§ **Required work**: Please output every entry below precisely as written.

***** Data shown

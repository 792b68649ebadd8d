//! End-to-end domain flows against a real on-disk database, the same way
//! the binary wires things up at startup.

use forum::auth::identity;
use forum::auth::session;
use forum::db;
use forum::forum::comments;
use forum::forum::feed::{self, Filter};
use forum::forum::posts::{self, PostInput};
use forum::forum::uploads::ImageUpload;
use forum::forum::votes::{self, VoteTarget};
use forum::state::DbPool;

struct TestForum {
    pool: DbPool,
    uploads: std::path::PathBuf,
    _tmp: tempfile::TempDir,
}

fn setup() -> TestForum {
    let tmp = tempfile::tempdir().unwrap();
    let pool = db::create_pool(&tmp.path().join("forum.db")).unwrap();
    db::run_migrations(&pool).unwrap();
    let uploads = tmp.path().join("uploads");
    std::fs::create_dir_all(&uploads).unwrap();
    TestForum {
        pool,
        uploads,
        _tmp: tmp,
    }
}

fn signup(forum: &TestForum, username: &str, email: &str) -> (i64, String) {
    let user_id = identity::register(&forum.pool, username, email, "passw0rd").unwrap();
    let token = identity::login(&forum.pool, email, "passw0rd", 24)
        .unwrap()
        .expect("fresh account should log in");
    (user_id, token)
}

fn category_id(pool: &DbPool, name: &str) -> i64 {
    let conn = pool.get().unwrap();
    conn.query_row(
        "SELECT id FROM categories WHERE name = ?1",
        rusqlite::params![name],
        |r| r.get(0),
    )
    .unwrap()
}

#[test]
fn register_post_comment_vote_and_read_back() {
    let forum = setup();
    let (alice, alice_token) = signup(&forum, "alice", "alice@example.com");
    let (bob, _) = signup(&forum, "bob", "bob@example.com");

    assert_eq!(
        session::authenticate(&forum.pool, &alice_token).unwrap(),
        Some(alice)
    );

    let questions = category_id(&forum.pool, "Questions");
    let post_id = posts::create(
        &forum.pool,
        &forum.uploads,
        alice,
        &PostInput {
            title: "How do lifetimes work?".into(),
            content: "Asking for a friend.".into(),
            category_ids: vec![questions],
        },
        None,
    )
    .unwrap();

    comments::create(&forum.pool, bob, post_id, "Read the book.").unwrap();
    votes::cast(&forum.pool, bob, VoteTarget::Post(post_id), true).unwrap();

    let feed = feed::load(&forum.pool, Some(bob), Filter::All, None).unwrap();
    assert_eq!(feed.len(), 1);
    let post = &feed[0];
    assert_eq!(post.author, "alice");
    assert_eq!((post.likes, post.dislikes), (1, 0));
    assert!(post.user_liked);
    assert_eq!(post.comments.len(), 1);
    assert_eq!(post.comments[0].author, "bob");
    assert_eq!(post.categories[0].name, "Questions");
}

#[test]
fn vote_toggles_and_inverts_across_requests() {
    let forum = setup();
    let (alice, _) = signup(&forum, "alice", "alice@example.com");
    let (bob, _) = signup(&forum, "bob", "bob@example.com");

    let post_id = posts::create(
        &forum.pool,
        &forum.uploads,
        alice,
        &PostInput {
            title: "Votes".into(),
            content: "Toggle me.".into(),
            category_ids: vec![],
        },
        None,
    )
    .unwrap();

    // like, then like again (toggle off), then dislike, then flip to like
    votes::cast(&forum.pool, bob, VoteTarget::Post(post_id), true).unwrap();
    votes::cast(&forum.pool, bob, VoteTarget::Post(post_id), true).unwrap();
    assert_eq!(
        votes::counts(&forum.pool, VoteTarget::Post(post_id)).unwrap(),
        (0, 0)
    );

    votes::cast(&forum.pool, bob, VoteTarget::Post(post_id), false).unwrap();
    votes::cast(&forum.pool, bob, VoteTarget::Post(post_id), true).unwrap();
    assert_eq!(
        votes::counts(&forum.pool, VoteTarget::Post(post_id)).unwrap(),
        (1, 0)
    );
}

#[test]
fn deleting_a_post_takes_comments_and_votes_with_it() {
    let forum = setup();
    let (alice, _) = signup(&forum, "alice", "alice@example.com");
    let (bob, _) = signup(&forum, "bob", "bob@example.com");

    let general = category_id(&forum.pool, "General");
    let post_id = posts::create(
        &forum.pool,
        &forum.uploads,
        alice,
        &PostInput {
            title: "Doomed".into(),
            content: "Soon gone.".into(),
            category_ids: vec![general],
        },
        None,
    )
    .unwrap();
    let comment_id = comments::create(&forum.pool, bob, post_id, "A pity.").unwrap();
    votes::cast(&forum.pool, bob, VoteTarget::Post(post_id), true).unwrap();
    votes::cast(&forum.pool, alice, VoteTarget::Comment(comment_id), false).unwrap();

    // Only the author may delete
    assert!(posts::delete(&forum.pool, bob, post_id).is_err());
    posts::delete(&forum.pool, alice, post_id).unwrap();

    let conn = forum.pool.get().unwrap();
    for table in ["posts", "comments", "votes", "post_categories"] {
        let count: i64 = conn
            .query_row(&format!("SELECT COUNT(*) FROM {}", table), [], |r| r.get(0))
            .unwrap();
        assert_eq!(count, 0, "{} should be empty", table);
    }
}

#[test]
fn post_with_image_attachment_lands_on_disk() {
    let forum = setup();
    let (alice, _) = signup(&forum, "alice", "alice@example.com");

    let mut data = vec![0x89, b'P', b'N', b'G', 0x0D, 0x0A, 0x1A, 0x0A];
    data.extend_from_slice(&[0u8; 64]);
    let post_id = posts::create(
        &forum.pool,
        &forum.uploads,
        alice,
        &PostInput {
            title: "With picture".into(),
            content: "See attached.".into(),
            category_ids: vec![],
        },
        Some(&ImageUpload {
            filename: "shot.png".into(),
            data,
        }),
    )
    .unwrap();

    let (post, _) = posts::load(&forum.pool, post_id).unwrap().unwrap();
    let image_path = post.image_path.expect("image path should be stored");
    assert!(image_path.starts_with("/static/uploads/"));

    let on_disk = forum
        .uploads
        .join(image_path.trim_start_matches("/static/uploads/"));
    assert!(on_disk.exists());
}

#[test]
fn logout_and_purge_close_out_sessions() {
    let forum = setup();
    let (alice, token) = signup(&forum, "alice", "alice@example.com");

    identity::logout(&forum.pool, &token).unwrap();
    assert_eq!(session::authenticate(&forum.pool, &token).unwrap(), None);

    // An already-expired session is invisible and gets swept
    let stale = session::create_session(&forum.pool, alice, 24).unwrap();
    let conn = forum.pool.get().unwrap();
    conn.execute(
        "UPDATE sessions SET expiry = datetime('now', '-1 hour') WHERE id = ?1",
        rusqlite::params![stale],
    )
    .unwrap();
    drop(conn);

    assert_eq!(session::authenticate(&forum.pool, &stale).unwrap(), None);
    assert_eq!(session::purge_expired(&forum.pool).unwrap(), 1);
}

#[test]
fn edit_replaces_text_and_category_set() {
    let forum = setup();
    let (alice, _) = signup(&forum, "alice", "alice@example.com");

    let general = category_id(&forum.pool, "General");
    let questions = category_id(&forum.pool, "Questions");
    let post_id = posts::create(
        &forum.pool,
        &forum.uploads,
        alice,
        &PostInput {
            title: "Draft".into(),
            content: "First pass.".into(),
            category_ids: vec![general],
        },
        None,
    )
    .unwrap();

    posts::edit(
        &forum.pool,
        &forum.uploads,
        alice,
        post_id,
        &PostInput {
            title: "Final".into(),
            content: "Second pass.".into(),
            category_ids: vec![questions],
        },
        None,
    )
    .unwrap();

    let (post, selected) = posts::load(&forum.pool, post_id).unwrap().unwrap();
    assert_eq!(post.title, "Final");
    assert_eq!(post.content, "Second pass.");
    assert_eq!(selected, vec![questions]);
}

**********

§ **Solution**:
repository 792b68649ebadd8d
//! End-to-end domain flows against a real on-disk database, the same way
//! the binary wires things up at startup.

use forum::auth::identity;
use forum::auth::session;
use forum::db;
use forum::forum::comments;
use forum::forum::feed::{self, Filter};
use forum::forum::posts::{self, PostInput};
use forum::forum::uploads::ImageUpload;
use forum::forum::votes::{self, VoteTarget};
use forum::state::DbPool;

struct TestForum {
    pool: DbPool,
    uploads: std::path::PathBuf,
    _tmp: tempfile::TempDir,
}

fn setup() -> TestForum {
    let tmp = tempfile::tempdir().unwrap();
    let pool = db::create_pool(&tmp.path().join("forum.db")).unwrap();
    db::run_migrations(&pool).unwrap();
    let uploads = tmp.path().join("uploads");
    std::fs::create_dir_all(&uploads).unwrap();
    TestForum {
        pool,
        uploads,
        _tmp: tmp,
    }
}

fn signup(forum: &TestForum, username: &str, email: &str) -> (i64, String) {
    let user_id = identity::register(&forum.pool, username, email, "passw0rd").unwrap();
    let token = identity::login(&forum.pool, email, "passw0rd", 24)
        .unwrap()
        .expect("fresh account should log in");
    (user_id, token)
}

fn category_id(pool: &DbPool, name: &str) -> i64 {
    let conn = pool.get().unwrap();
    conn.query_row(
        "SELECT id FROM categories WHERE name = ?1",
        rusqlite::params![name],
        |r| r.get(0),
    )
    .unwrap()
}

#[test]
fn register_post_comment_vote_and_read_back() {
    let forum = setup();
    let (alice, alice_token) = signup(&forum, "alice", "alice@example.com");
    let (bob, _) = signup(&forum, "bob", "bob@example.com");

    assert_eq!(
        session::authenticate(&forum.pool, &alice_token).unwrap(),
        Some(alice)
    );

    let questions = category_id(&forum.pool, "Questions");
    let post_id = posts::create(
        &forum.pool,
        &forum.uploads,
        alice,
        &PostInput {
            title: "How do lifetimes work?".into(),
            content: "Asking for a friend.".into(),
            category_ids: vec![questions],
        },
        None,
    )
    .unwrap();

    comments::create(&forum.pool, bob, post_id, "Read the book.").unwrap();
    votes::cast(&forum.pool, bob, VoteTarget::Post(post_id), true).unwrap();

    let feed = feed::load(&forum.pool, Some(bob), Filter::All, None).unwrap();
    assert_eq!(feed.len(), 1);
    let post = &feed[0];
    assert_eq!(post.author, "alice");
    assert_eq!((post.likes, post.dislikes), (1, 0));
    assert!(post.user_liked);
    assert_eq!(post.comments.len(), 1);
    assert_eq!(post.comments[0].author, "bob");
    assert_eq!(post.categories[0].name, "Questions");
}

#[test]
fn vote_toggles_and_inverts_across_requests() {
    let forum = setup();
    let (alice, _) = signup(&forum, "alice", "alice@example.com");
    let (bob, _) = signup(&forum, "bob", "bob@example.com");

    let post_id = posts::create(
        &forum.pool,
        &forum.uploads,
        alice,
        &PostInput {
            title: "Votes".into(),
            content: "Toggle me.".into(),
            category_ids: vec![],
        },
        None,
    )
    .unwrap();

    // like, then like again (toggle off), then dislike, then flip to like
    votes::cast(&forum.pool, bob, VoteTarget::Post(post_id), true).unwrap();
    votes::cast(&forum.pool, bob, VoteTarget::Post(post_id), true).unwrap();
    assert_eq!(
        votes::counts(&forum.pool, VoteTarget::Post(post_id)).unwrap(),
        (0, 0)
    );

    votes::cast(&forum.pool, bob, VoteTarget::Post(post_id), false).unwrap();
    votes::cast(&forum.pool, bob, VoteTarget::Post(post_id), true).unwrap();
    assert_eq!(
        votes::counts(&forum.pool, VoteTarget::Post(post_id)).unwrap(),
        (1, 0)
    );
}

#[test]
fn deleting_a_post_takes_comments_and_votes_with_it() {
    let forum = setup();
    let (alice, _) = signup(&forum, "alice", "alice@example.com");
    let (bob, _) = signup(&forum, "bob", "bob@example.com");

    let general = category_id(&forum.pool, "General");
    let post_id = posts::create(
        &forum.pool,
        &forum.uploads,
        alice,
        &PostInput {
            title: "Doomed".into(),
            content: "Soon gone.".into(),
            category_ids: vec![general],
        },
        None,
    )
    .unwrap();
    let comment_id = comments::create(&forum.pool, bob, post_id, "A pity.").unwrap();
    votes::cast(&forum.pool, bob, VoteTarget::Post(post_id), true).unwrap();
    votes::cast(&forum.pool, alice, VoteTarget::Comment(comment_id), false).unwrap();

    // Only the author may delete
    assert!(posts::delete(&forum.pool, bob, post_id).is_err());
    posts::delete(&forum.pool, alice, post_id).unwrap();

    let conn = forum.pool.get().unwrap();
    for table in ["posts", "comments", "votes", "post_categories"] {
        let count: i64 = conn
            .query_row(&format!("SELECT COUNT(*) FROM {}", table), [], |r| r.get(0))
            .unwrap();
        assert_eq!(count, 0, "{} should be empty", table);
    }
}

#[test]
fn post_with_image_attachment_lands_on_disk() {
    let forum = setup();
    let (alice, _) = signup(&forum, "alice", "alice@example.com");

    let mut data = vec![0x89, b'P', b'N', b'G', 0x0D, 0x0A, 0x1A, 0x0A];
    data.extend_from_slice(&[0u8; 64]);
    let post_id = posts::create(
        &forum.pool,
        &forum.uploads,
        alice,
        &PostInput {
            title: "With picture".into(),
            content: "See attached.".into(),
            category_ids: vec![],
        },
        Some(&ImageUpload {
            filename: "shot.png".into(),
            data,
        }),
    )
    .unwrap();

    let (post, _) = posts::load(&forum.pool, post_id).unwrap().unwrap();
    let image_path = post.image_path.expect("image path should be stored");
    assert!(image_path.starts_with("/static/uploads/"));

    let on_disk = forum
        .uploads
        .join(image_path.trim_start_matches("/static/uploads/"));
    assert!(on_disk.exists());
}

#[test]
fn logout_and_purge_close_out_sessions() {
    let forum = setup();
    let (alice, token) = signup(&forum, "alice", "alice@example.com");

    identity::logout(&forum.pool, &token).unwrap();
    assert_eq!(session::authenticate(&forum.pool, &token).unwrap(), None);

    // An already-expired session is invisible and gets swept
    let stale = session::create_session(&forum.pool, alice, 24).unwrap();
    let conn = forum.pool.get().unwrap();
    conn.execute(
        "UPDATE sessions SET expiry = datetime('now', '-1 hour') WHERE id = ?1",
        rusqlite::params![stale],
    )
    .unwrap();
    drop(conn);

    assert_eq!(session::authenticate(&forum.pool, &stale).unwrap(), None);
    assert_eq!(session::purge_expired(&forum.pool).unwrap(), 1);
}

#[test]
fn edit_replaces_text_and_category_set() {
    let forum = setup();
    let (alice, _) = signup(&forum, "alice", "alice@example.com");

    let general = category_id(&forum.pool, "General");
    let questions = category_id(&forum.pool, "Questions");
    let post_id = posts::create(
        &forum.pool,
        &forum.uploads,
        alice,
        &PostInput {
            title: "Draft".into(),
            content: "First pass.".into(),
            category_ids: vec![general],
        },
        None,
    )
    .unwrap();

    posts::edit(
        &forum.pool,
        &forum.uploads,
        alice,
        post_id,
        &PostInput {
            title: "Final".into(),
            content: "Second pass.".into(),
            category_ids: vec![questions],
        },
        None,
    )
    .unwrap();

    let (post, selected) = posts::load(&forum.pool, post_id).unwrap().unwrap();
    assert_eq!(post.title, "Final");
    assert_eq!(post.content, "Second pass.");
    assert_eq!(selected, vec![questions]);
}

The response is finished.